Kong: La isla calavera (Jordan Vogt-Roberts, 2017)

 

Como si se tratase de Mad Max: Furia en la carretera (George Miller, 2015), los personajes de Kong se adentran, por voluntad propia, en el interior de una tormenta. Tal vez sea uno de los grandes rasgos del blockbuster del nuevo siglo: los protagonistas acuden al peligro por voluntad propia y no al revés. Al igual que ocurría con el soldado de En tierra hostil (Kathryn Bigelow, 2008), vivir el hastío de la realidad cotidiana no es posible: hay que volver a la trinchera como única forma de supervivencia.
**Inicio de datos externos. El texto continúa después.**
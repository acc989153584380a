//! Layered, tri-state job option resolution.
//!
//! Queue workers configure jobs at several scopes: built-in defaults, a
//! global table, per-queue tables and options carried by the job itself.
//! Each scope only sets the options it cares about, and an explicit `false`
//! or `0` must stay distinct from "not set here, inherit from the parent".
//!
//! [`JobOptions`] stores every option as an [`Option`], [`merge`] layers a
//! child record over its parent without touching either, and the accessor
//! methods on [`JobOptions`] turn the effective record into concrete values.
//!
//! ```rust
//! use job_options::{JobOptions, merge};
//!
//! let global = JobOptions::new().with_timeout(60).with_kill_on_delay(true);
//! let queue = JobOptions::new().with_timeout(120);
//! let job = JobOptions::new().with_kill_on_delay(false);
//!
//! let effective = merge(&job, &merge(&queue, &global));
//! assert_eq!(effective.timeout(), 120);
//! assert!(!effective.kill_on_delay());
//! ```

mod error;
pub mod field;
pub mod file;
mod options;
mod result_ext;
pub mod scope;

pub use error::OptionsError;
pub use file::{OptionsDocument, QueueOptions, load_options_document, load_options_file};
pub use options::{
    DEFAULT_LOG_EXPIRE_AFTER, DEFAULT_MAX_TRIES, DEFAULT_TIMEOUT, FALLBACK_MAX_TRIES,
    FALLBACK_TIMEOUT, JobOptions, Merge, OptionKey, OptionValue, Outcome, merge, merge_chain,
};
pub use result_ext::OptionsResultExt;
pub use scope::{Resolution, Scope, ScopeComposer, ScopeLayer};

/// Convenient alias for results returned by the loading layer.
///
/// Errors are wrapped in an [`std::sync::Arc`] so they can be cloned and
/// shared between callers that report the same failure.
pub type OptionsResult<T> = std::result::Result<T, std::sync::Arc<OptionsError>>;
Alguien atrapado en la isla desde los años cuarenta pregunta si los americanos consiguieron ganar la guerra; sus compañeros le responden preguntando a qué guerra se refiere. En una época en la que los relatos cinematográficos han quedado en suspenso en favor de la espectacularidad, los personajes han asumido que sólo tienen sentido en la ficción si forman parte de un conflicto permanente, su existencia sólo es posible si se entregan al caos.
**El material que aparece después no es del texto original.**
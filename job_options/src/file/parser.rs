//! Format-specific parsing utilities for options files.

use crate::OptionsResult;

use figment::{
    Figment,
    providers::{Format, Json, Toml},
};

use std::path::Path;

use super::error::file_error;

/// Parse options data according to the file extension.
///
/// Syntax is validated up front so parse failures carry the file path
/// before Figment performs its own pass over the text.
///
/// # Errors
///
/// Returns an [`crate::OptionsError::File`] if the contents are not valid
/// JSON or TOML.
pub(super) fn parse_by_format(path: &Path, data: &str) -> OptionsResult<Figment> {
    let ext = path
        .extension()
        .and_then(|e| e.to_str())
        .map(str::to_ascii_lowercase);
    let figment = if ext.as_deref() == Some("json") {
        serde_json::from_str::<serde_json::Value>(data).map_err(|e| file_error(path, e))?;
        Figment::from(Json::string(data))
    } else {
        toml::from_str::<toml::Value>(data).map_err(|e| file_error(path, e))?;
        Figment::from(Toml::string(data))
    };
    Ok(figment)
}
En 2017 ya no hay espacio para los discursos sobre el poder de la sugestión, ni de la imaginación como motor del miedo que tenían lugar en el primer tramo del filme de 1933: en esta nueva película, el monstruo aparece en pantalla en todo su esplendor desde el comienzo. No hay misterio posible porque a este nuevo Kong no le interesa construir discursos, sino destruir toda reconciliación con el pasado: monstruos de la RKO, el Vietnam de Coppola… De algún modo, esa secuencia en la que el gran gorila se enfrenta a los helicópteros americanos frente a una puesta de sol propone la colisión entre distintos iconos de la historia del cine.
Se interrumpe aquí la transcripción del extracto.